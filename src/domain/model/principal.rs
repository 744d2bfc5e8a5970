use crate::domain::error::DomainError;
use crate::domain::model::{Role, UserId};

/// 認証済みの呼び出し元
/// リクエストごとに生成し、各サービス操作へ引数として渡す
#[derive(Debug, Clone, Copy, PartialEq, Eq)]
pub struct Principal {
    subject_id: UserId,
    role: Role,
}

impl Principal {
    pub fn new(subject_id: UserId, role: Role) -> Self {
        Self { subject_id, role }
    }

    pub fn subject_id(&self) -> UserId {
        self.subject_id
    }

    pub fn role(&self) -> Role {
        self.role
    }

    /// 呼び出し元が指定ロールであることを要求する
    ///
    /// # Arguments
    /// * `required` - 必要なロール
    /// * `action` - エラーメッセージに含める操作名
    pub fn require_role(&self, required: Role, action: &str) -> Result<(), DomainError> {
        if self.role == required {
            Ok(())
        } else {
            Err(DomainError::Forbidden(format!(
                "only {} can {}",
                required, action
            )))
        }
    }
}
use crate::application::ApplicationError;
use crate::domain::error::DomainError;
use crate::domain::model::{Principal, Product, ProductType, PvzId, Reception, Role};
use crate::domain::port::{ProductRepository, ReceptionRepository};
use std::sync::Arc;
use tracing::{error, info, instrument};

/// 商品アプリケーションサービス
/// 商品は受付ポイントの開いている受付の末尾にのみ追加・削除できる
/// 呼び出し元が受付IDや商品IDを指定することはない
pub struct ProductApplicationService {
    reception_repository: Arc<dyn ReceptionRepository>,
    product_repository: Arc<dyn ProductRepository>,
}

impl ProductApplicationService {
    /// 新しい商品アプリケーションサービスを作成
    ///
    /// # Arguments
    /// * `reception_repository` - 受付リポジトリ
    /// * `product_repository` - 商品リポジトリ
    pub fn new(
        reception_repository: Arc<dyn ReceptionRepository>,
        product_repository: Arc<dyn ProductRepository>,
    ) -> Self {
        Self {
            reception_repository,
            product_repository,
        }
    }

    async fn resolve_open_reception(&self, pvz_id: PvzId) -> Result<Reception, ApplicationError> {
        let reception = self
            .reception_repository
            .find_open_by_point(pvz_id)
            .await?
            .ok_or(DomainError::NoActiveReception(pvz_id))?;
        reception.ensure_open()?;
        Ok(reception)
    }

    /// 開いている受付に商品を追加
    /// 事前条件:
    /// - 呼び出し元がemployee
    /// - 受付ポイントに開いている受付がある
    ///
    /// # Returns
    /// * `Ok(Product)` - 追加された商品
    /// * `Err(ApplicationError)` - 開いている受付がない、受付が既に閉じられた
    #[instrument(skip(self, principal), fields(subject = %principal.subject_id()))]
    pub async fn add_product(
        &self,
        principal: &Principal,
        pvz_id: PvzId,
        product_type: ProductType,
    ) -> Result<Product, ApplicationError> {
        principal.require_role(Role::Employee, "add products")?;

        let reception = self.resolve_open_reception(pvz_id).await?;
        let product = Product::new(reception.id(), product_type);

        // 受付が開いている場合のみ書き込まれる
        if !self.product_repository.insert_into_open(&product).await? {
            return Err(DomainError::ReceptionAlreadyClosed.into());
        }

        info!(product_id = %product.id(), reception_id = %reception.id(), "product added");
        Ok(product)
    }

    /// 開いている受付の最後に追加された商品を削除
    /// 事前条件:
    /// - 呼び出し元がemployee
    /// - 受付ポイントに開いている受付があり、商品が1つ以上ある
    ///
    /// # Returns
    /// * `Ok(Product)` - 削除された商品
    /// * `Err(ApplicationError)` - 削除する商品がない、並行する削除に先を越された
    #[instrument(skip(self, principal), fields(subject = %principal.subject_id()))]
    pub async fn delete_last_product(
        &self,
        principal: &Principal,
        pvz_id: PvzId,
    ) -> Result<Product, ApplicationError> {
        principal.require_role(Role::Employee, "delete products")?;

        let reception = self.resolve_open_reception(pvz_id).await?;
        let last = self
            .product_repository
            .find_last_by_reception(reception.id())
            .await?
            .ok_or(DomainError::NoProductsToDelete)?;

        if !self
            .product_repository
            .delete(last.id(), reception.id())
            .await?
        {
            error!(product_id = %last.id(), "product vanished before delete");
            return Err(ApplicationError::Internal(format!(
                "product {} was not deleted",
                last.id()
            )));
        }

        info!(product_id = %last.id(), reception_id = %reception.id(), "product deleted");
        Ok(last)
    }
}

#[cfg(test)]
mod tests {
    use super::*;
    use crate::adapter::driven::InMemoryStore;
    use crate::domain::error::ErrorKind;
    use crate::domain::model::{City, PickupPoint, ProductId, ReceptionId, UserId};
    use crate::domain::port::{PickupPointRepository, RepositoryError};
    use async_trait::async_trait;

    fn employee() -> Principal {
        Principal::new(UserId::new(), Role::Employee)
    }

    struct Fixture {
        store: Arc<InMemoryStore>,
        service: ProductApplicationService,
        pvz_id: PvzId,
    }

    async fn setup_with_open_reception() -> Fixture {
        let store = Arc::new(InMemoryStore::new());
        let point = PickupPoint::register(City::Kazan);
        store.save(&point).await.unwrap();
        store
            .insert_open(&Reception::open(point.id()))
            .await
            .unwrap();
        Fixture {
            service: ProductApplicationService::new(store.clone(), store.clone()),
            store,
            pvz_id: point.id(),
        }
    }

    // 最後の商品の取得後に別の呼び出しが削除した状態を再現するモック
    struct VanishingProductRepository;

    #[async_trait]
    impl ProductRepository for VanishingProductRepository {
        async fn insert_into_open(&self, _product: &Product) -> Result<bool, RepositoryError> {
            Ok(true)
        }

        async fn find_last_by_reception(
            &self,
            reception_id: ReceptionId,
        ) -> Result<Option<Product>, RepositoryError> {
            Ok(Some(Product::new(reception_id, ProductType::Shoes)))
        }

        async fn delete(
            &self,
            _product_id: ProductId,
            _reception_id: ReceptionId,
        ) -> Result<bool, RepositoryError> {
            Ok(false)
        }

        async fn find_by_reception(
            &self,
            _reception_id: ReceptionId,
        ) -> Result<Vec<Product>, RepositoryError> {
            Ok(Vec::new())
        }
    }

    #[tokio::test]
    async fn test_add_product_to_open_reception() {
        let fixture = setup_with_open_reception().await;

        let product = fixture
            .service
            .add_product(&employee(), fixture.pvz_id, ProductType::Electronics)
            .await
            .unwrap();

        assert_eq!(product.product_type(), ProductType::Electronics);
        let open = fixture
            .store
            .find_open_by_point(fixture.pvz_id)
            .await
            .unwrap()
            .unwrap();
        assert_eq!(product.reception_id(), open.id());
    }

    #[tokio::test]
    async fn test_add_product_requires_employee() {
        let fixture = setup_with_open_reception().await;
        let moderator = Principal::new(UserId::new(), Role::Moderator);

        let err = fixture
            .service
            .add_product(&moderator, fixture.pvz_id, ProductType::Clothes)
            .await
            .unwrap_err();

        assert_eq!(err.kind(), ErrorKind::Forbidden);
    }

    #[tokio::test]
    async fn test_add_product_without_open_reception() {
        let fixture = setup_with_open_reception().await;
        let open = fixture
            .store
            .find_open_by_point(fixture.pvz_id)
            .await
            .unwrap()
            .unwrap();
        fixture.store.close(open.id()).await.unwrap();

        let err = fixture
            .service
            .add_product(&employee(), fixture.pvz_id, ProductType::Shoes)
            .await
            .unwrap_err();

        assert!(matches!(
            err,
            ApplicationError::DomainError(DomainError::NoActiveReception(_))
        ));
    }

    #[tokio::test]
    async fn test_delete_last_product_is_lifo() {
        let fixture = setup_with_open_reception().await;
        let principal = employee();
        let first = fixture
            .service
            .add_product(&principal, fixture.pvz_id, ProductType::Electronics)
            .await
            .unwrap();
        let second = fixture
            .service
            .add_product(&principal, fixture.pvz_id, ProductType::Clothes)
            .await
            .unwrap();

        let deleted = fixture
            .service
            .delete_last_product(&principal, fixture.pvz_id)
            .await
            .unwrap();
        assert_eq!(deleted.id(), second.id());

        let deleted = fixture
            .service
            .delete_last_product(&principal, fixture.pvz_id)
            .await
            .unwrap();
        assert_eq!(deleted.id(), first.id());
    }

    #[tokio::test]
    async fn test_delete_from_empty_reception() {
        let fixture = setup_with_open_reception().await;

        let err = fixture
            .service
            .delete_last_product(&employee(), fixture.pvz_id)
            .await
            .unwrap_err();

        assert!(matches!(
            err,
            ApplicationError::DomainError(DomainError::NoProductsToDelete)
        ));
        assert_eq!(err.kind(), ErrorKind::NotFound);
    }

    #[tokio::test]
    async fn test_lost_delete_race_is_internal() {
        let store = Arc::new(InMemoryStore::new());
        let point = PickupPoint::register(City::Moscow);
        store.save(&point).await.unwrap();
        store
            .insert_open(&Reception::open(point.id()))
            .await
            .unwrap();
        let service = ProductApplicationService::new(store, Arc::new(VanishingProductRepository));

        let err = service
            .delete_last_product(&employee(), point.id())
            .await
            .unwrap_err();

        assert_eq!(err.kind(), ErrorKind::Internal);
    }
}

___

AIM OF THE TASK: Only lines containing "DomainError" belong in the answer; copy every such line from the records.

RESPONSE TO THE EXERCISE:
use crate::domain::error::DomainError;
    pub fn require_role(&self, required: Role, action: &str) -> Result<(), DomainError> {
            Err(DomainError::Forbidden(format!(
use crate::domain::error::DomainError;
            .ok_or(DomainError::NoActiveReception(pvz_id))?;
            return Err(DomainError::ReceptionAlreadyClosed.into());
            .ok_or(DomainError::NoProductsToDelete)?;
            ApplicationError::DomainError(DomainError::NoActiveReception(_))
            ApplicationError::DomainError(DomainError::NoProductsToDelete)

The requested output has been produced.